ENTRIES PROVIDED:
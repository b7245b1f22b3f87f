//! Enum code generation.

use super::str_literal;
use crate::artifact::{GraphArtifact, TypeArtifact};
use crate::naming::rust_ident;
use std::collections::HashSet;

/// Names declared by the module preamble.
const PREAMBLE_TYPES: [&str; 5] = ["SimpleKind", "ElementDef", "AttributeDef", "TypeDef", "OperationDef"];

/// Generator for enum simple types.
pub struct EnumGenerator<'a> {
    artifact: &'a GraphArtifact,
}

impl<'a> EnumGenerator<'a> {
    /// Creates a new enum generator.
    #[must_use]
    pub fn new(artifact: &'a GraphArtifact) -> Self {
        Self { artifact }
    }

    /// Generates one Rust enum per enum simple type.
    #[must_use]
    pub fn generate(&self) -> String {
        let mut output = String::new();
        let mut taken: HashSet<String> = PREAMBLE_TYPES.iter().map(ToString::to_string).collect();

        for type_artifact in &self.artifact.types {
            if type_artifact.simple_kind != Some("enum") || type_artifact.enum_values.is_empty() {
                continue;
            }
            let rust_name = unique_name(&type_artifact.name, &mut taken);
            output.push_str(&self.generate_enum(&rust_name, type_artifact));
        }

        output
    }

    /// Generates an enum definition.
    fn generate_enum(&self, rust_name: &str, t: &TypeArtifact) -> String {
        let mut output = String::new();
        let variants = variant_names(&t.enum_values);

        output.push_str(&format!("/// Values of `{}`.\n", t.name));
        output.push_str("#[derive(Debug, Clone, Copy, PartialEq, Eq, Hash)]\n");
        output.push_str(&format!("pub enum {rust_name} {{\n"));
        for (variant, literal) in variants.iter().zip(&t.enum_values) {
            output.push_str(&format!("    /// `{literal}`.\n"));
            output.push_str(&format!("    {variant},\n"));
        }
        output.push_str("}\n\n");

        output.push_str(&format!("impl {rust_name} {{\n"));
        output.push_str("    /// Returns the schema literal.\n");
        output.push_str("    #[must_use]\n");
        output.push_str("    pub const fn as_str(self) -> &'static str {\n");
        output.push_str("        match self {\n");
        for (variant, literal) in variants.iter().zip(&t.enum_values) {
            output.push_str(&format!(
                "            Self::{variant} => {},\n",
                str_literal(literal)
            ));
        }
        output.push_str("        }\n");
        output.push_str("    }\n\n");

        output.push_str("    /// Parses a schema literal.\n");
        output.push_str("    #[must_use]\n");
        output.push_str("    pub fn parse(value: &str) -> Option<Self> {\n");
        output.push_str("        match value {\n");
        for (variant, literal) in variants.iter().zip(&t.enum_values) {
            output.push_str(&format!(
                "            {} => Some(Self::{variant}),\n",
                str_literal(literal)
            ));
        }
        output.push_str("            _ => None,\n");
        output.push_str("        }\n");
        output.push_str("    }\n");
        output.push_str("}\n\n");

        output
    }
}

/// Picks a Rust name for a type, qualifying it with its prefix on clashes.
fn unique_name(type_name: &str, taken: &mut HashSet<String>) -> String {
    let (prefix, local) = type_name.rsplit_once(':').unwrap_or(("", type_name));
    let mut name = rust_ident(local);
    if !taken.insert(name.clone()) {
        name = rust_ident(&format!("{prefix}_{local}"));
        let base = name.clone();
        let mut n = 2;
        while !taken.insert(name.clone()) {
            name = format!("{base}{n}");
            n += 1;
        }
    }
    name
}

/// Turns literals into distinct variant names.
fn variant_names(literals: &[String]) -> Vec<String> {
    let mut taken = HashSet::new();
    literals
        .iter()
        .map(|literal| {
            let base = rust_ident(literal);
            let mut name = base.clone();
            let mut n = 2;
            while !taken.insert(name.clone()) {
                name = format!("{base}{n}");
                n += 1;
            }
            name
        })
        .collect()
}

#[cfg(test)]
mod tests {
    use super::*;

    fn enum_type(name: &str, values: &[&str]) -> TypeArtifact {
        TypeArtifact {
            name: name.to_string(),
            json_type: None,
            elements: Vec::new(),
            attributes: Vec::new(),
            extra_properties: Vec::new(),
            is_list: false,
            is_abstract: false,
            simple_kind: Some("enum"),
            any_attribute: false,
            text_attribute: None,
            list_name: None,
            enum_values: values.iter().map(ToString::to_string).collect(),
            list_item_type: None,
        }
    }

    fn artifact(types: Vec<TypeArtifact>) -> GraphArtifact {
        GraphArtifact {
            types,
            operations: Vec::new(),
            request_headers: None,
            response_headers: None,
            diagnostics: Vec::new(),
        }
    }

    #[test]
    fn test_generate_enum() {
        let artifact = artifact(vec![enum_type("t:DayOfWeekType", &["Sunday", "Monday", "Weekday"])]);
        let output = EnumGenerator::new(&artifact).generate();

        assert!(output.contains("pub enum DayOfWeekType {"));
        assert!(output.contains("    Monday,\n"));
        assert!(output.contains("Self::Sunday => \"Sunday\","));
        assert!(output.contains("\"Weekday\" => Some(Self::Weekday),"));
    }

    #[test]
    fn test_name_clash_uses_prefix() {
        let artifact = artifact(vec![
            enum_type("m:ShapeType", &["A"]),
            enum_type("t:ShapeType", &["B"]),
        ]);
        let output = EnumGenerator::new(&artifact).generate();
        assert!(output.contains("pub enum ShapeType {"));
        assert!(output.contains("pub enum TShapeType {"));
    }

    #[test]
    fn test_preamble_name_is_qualified() {
        let artifact = artifact(vec![enum_type("t:SimpleKind", &["A"])]);
        let output = EnumGenerator::new(&artifact).generate();
        assert!(output.contains("pub enum TSimpleKind {"));
    }

    #[test]
    fn test_variant_names() {
        let literals: Vec<String> = ["8bit", "text/plain", "Text-Plain", ""]
            .iter()
            .map(ToString::to_string)
            .collect();
        assert_eq!(
            variant_names(&literals),
            vec!["V8bit", "TextPlain", "TextPlain2", "Empty"]
        );
    }

    #[test]
    fn test_generate_empty_artifact() {
        let mut not_enum = enum_type("t:NameType", &[]);
        not_enum.simple_kind = Some("string");
        let artifact = artifact(vec![not_enum]);
        let output = EnumGenerator::new(&artifact).generate();
        assert!(output.is_empty());
    }
}
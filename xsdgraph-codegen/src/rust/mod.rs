//! Rust code generation modules.

pub mod enums;
pub mod operations;
pub mod types;

pub use enums::EnumGenerator;
pub use operations::OperationGenerator;
pub use types::TypeGenerator;

/// Renders a string as a Rust string literal.
pub(crate) fn str_literal(value: &str) -> String {
    format!("{value:?}")
}

/// Renders an optional string as `Some("..")` or `None`.
pub(crate) fn opt_literal(value: Option<&str>) -> String {
    match value {
        Some(value) => format!("Some({})", str_literal(value)),
        None => "None".to_string(),
    }
}

/// Renders a slice of string literals.
pub(crate) fn slice_literal(values: &[String]) -> String {
    let items: Vec<String> = values.iter().map(|v| str_literal(v)).collect();
    format!("&[{}]", items.join(", "))
}

#[cfg(test)]
mod tests {
    use super::*;

    #[test]
    fn test_literals() {
        assert_eq!(str_literal("a\"b"), r#""a\"b""#);
        assert_eq!(opt_literal(Some("x")), r#"Some("x")"#);
        assert_eq!(opt_literal(None), "None");
        assert_eq!(slice_literal(&["A".to_string(), "B".to_string()]), r#"&["A", "B"]"#);
        assert_eq!(slice_literal(&[]), "&[]");
    }
}
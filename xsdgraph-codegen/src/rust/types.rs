//! Type table code generation.

use super::{opt_literal, slice_literal, str_literal};
use crate::artifact::{ElementArtifact, GraphArtifact, TypeArtifact};

/// Generator for the static type table.
pub struct TypeGenerator<'a> {
    artifact: &'a GraphArtifact,
}

impl<'a> TypeGenerator<'a> {
    /// Creates a new type generator.
    #[must_use]
    pub fn new(artifact: &'a GraphArtifact) -> Self {
        Self { artifact }
    }

    /// Generates the type table and its lookup function.
    #[must_use]
    pub fn generate(&self) -> String {
        let mut output = String::new();

        output.push_str("/// Every resolved type, sorted by name.\n");
        output.push_str("pub static TYPES: &[TypeDef] = &[\n");
        for type_artifact in &self.artifact.types {
            output.push_str(&self.generate_type(type_artifact));
        }
        output.push_str("];\n\n");

        output.push_str("/// Looks up a type by name.\n");
        output.push_str("#[must_use]\n");
        output.push_str("pub fn lookup_type(name: &str) -> Option<&'static TypeDef> {\n");
        output.push_str("    TYPES\n");
        output.push_str("        .binary_search_by(|t| t.name.cmp(name))\n");
        output.push_str("        .ok()\n");
        output.push_str("        .map(|i| &TYPES[i])\n");
        output.push_str("}\n\n");

        output
    }

    /// Generates one table entry.
    fn generate_type(&self, t: &TypeArtifact) -> String {
        let mut output = String::new();

        output.push_str("    TypeDef {\n");
        output.push_str(&format!("        name: {},\n", str_literal(&t.name)));
        output.push_str(&format!(
            "        json_type: {},\n",
            opt_literal(t.json_type.as_deref())
        ));

        if t.elements.is_empty() {
            output.push_str("        elements: &[],\n");
        } else {
            output.push_str("        elements: &[\n");
            for element in &t.elements {
                output.push_str(&format!("            {},\n", element_literal(element)));
            }
            output.push_str("        ],\n");
        }

        if t.attributes.is_empty() {
            output.push_str("        attributes: &[],\n");
        } else {
            output.push_str("        attributes: &[\n");
            for attribute in &t.attributes {
                output.push_str(&format!(
                    "            AttributeDef {{ name: {}, type_name: {} }},\n",
                    str_literal(&attribute.name),
                    opt_literal(attribute.type_name.as_deref())
                ));
            }
            output.push_str("        ],\n");
        }

        output.push_str(&format!(
            "        extra_properties: {},\n",
            slice_literal(&t.extra_properties)
        ));
        output.push_str(&format!("        is_list: {},\n", t.is_list));
        output.push_str(&format!("        is_abstract: {},\n", t.is_abstract));
        output.push_str(&format!(
            "        simple_kind: {},\n",
            simple_kind_literal(t.simple_kind)
        ));
        output.push_str(&format!("        any_attribute: {},\n", t.any_attribute));
        output.push_str(&format!(
            "        text_attribute: {},\n",
            opt_literal(t.text_attribute.as_deref())
        ));
        output.push_str(&format!(
            "        list_name: {},\n",
            opt_literal(t.list_name.as_deref())
        ));
        output.push_str(&format!(
            "        enum_values: {},\n",
            slice_literal(&t.enum_values)
        ));
        output.push_str(&format!(
            "        list_item_type: {},\n",
            opt_literal(t.list_item_type.as_deref())
        ));
        output.push_str("    },\n");

        output
    }
}

fn element_literal(element: &ElementArtifact) -> String {
    let default = element.json_default.as_ref().map(ToString::to_string);
    format!(
        "ElementDef {{ xml_name: {}, json_name: {}, type_name: {}, is_list: {}, json_hint: {}, json_default: {} }}",
        str_literal(&element.xml_name),
        opt_literal(element.json_name.as_deref()),
        str_literal(&element.type_name),
        element.is_list,
        opt_literal(element.json_hint.as_deref()),
        opt_literal(default.as_deref())
    )
}

fn simple_kind_literal(kind: Option<&str>) -> String {
    let variant = match kind {
        None => return "None".to_string(),
        Some("boolean") => "Boolean",
        Some("decimal") => "Decimal",
        Some("enum") => "Enum",
        Some("list") => "List",
        Some(_) => "String",
    };
    format!("Some(SimpleKind::{variant})")
}

#[cfg(test)]
mod tests {
    use super::*;
    use crate::artifact::AttributeArtifact;

    fn type_artifact(name: &str) -> TypeArtifact {
        TypeArtifact {
            name: name.to_string(),
            json_type: None,
            elements: Vec::new(),
            attributes: Vec::new(),
            extra_properties: Vec::new(),
            is_list: false,
            is_abstract: false,
            simple_kind: None,
            any_attribute: false,
            text_attribute: None,
            list_name: None,
            enum_values: Vec::new(),
            list_item_type: None,
        }
    }

    fn artifact() -> GraphArtifact {
        let mut folder = type_artifact("m:FindFolderType");
        folder.json_type = Some("FindFolder:#Exchange".to_string());
        folder.elements.push(ElementArtifact {
            xml_name: "m:IndexedPageFolderView".to_string(),
            json_name: Some("Paging".to_string()),
            type_name: "t:IndexedPageViewType".to_string(),
            is_list: false,
            json_hint: None,
            json_default: Some(serde_json::json!({ "Offset": 0 })),
        });
        folder.attributes.push(AttributeArtifact {
            name: "Traversal".to_string(),
            type_name: Some("t:FolderQueryTraversalType".to_string()),
        });

        let mut phone = type_artifact("t:PhoneNumberDictionaryEntryType");
        phone.simple_kind = Some("string");
        phone.text_attribute = Some("PhoneNumber".to_string());

        GraphArtifact {
            types: vec![folder, phone],
            operations: Vec::new(),
            request_headers: None,
            response_headers: None,
            diagnostics: Vec::new(),
        }
    }

    #[test]
    fn test_generate_table() {
        let artifact = artifact();
        let output = TypeGenerator::new(&artifact).generate();

        assert!(output.contains("pub static TYPES: &[TypeDef]"));
        assert!(output.contains("name: \"m:FindFolderType\""));
        assert!(output.contains("json_type: Some(\"FindFolder:#Exchange\")"));
        assert!(output.contains("json_name: Some(\"Paging\")"));
        assert!(output.contains(r#"json_default: Some("{\"Offset\":0}")"#));
        assert!(output.contains("AttributeDef { name: \"Traversal\""));
        assert!(output.contains("simple_kind: Some(SimpleKind::String)"));
        assert!(output.contains("text_attribute: Some(\"PhoneNumber\")"));
        assert!(output.contains("pub fn lookup_type"));
    }

    #[test]
    fn test_generate_empty() {
        let artifact = GraphArtifact {
            types: Vec::new(),
            operations: Vec::new(),
            request_headers: None,
            response_headers: None,
            diagnostics: Vec::new(),
        };
        let output = TypeGenerator::new(&artifact).generate();
        assert!(output.contains("pub static TYPES: &[TypeDef] = &[\n];"));
    }
}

PROBLEM DESCRIPTION:
Only lines with the word "DayOfWeekType" should be collected from the material.

TASK RESULT:
        let artifact = artifact(vec![enum_type("t:DayOfWeekType", &["Sunday", "Monday", "Weekday"])]);
        assert!(output.contains("pub enum DayOfWeekType {"));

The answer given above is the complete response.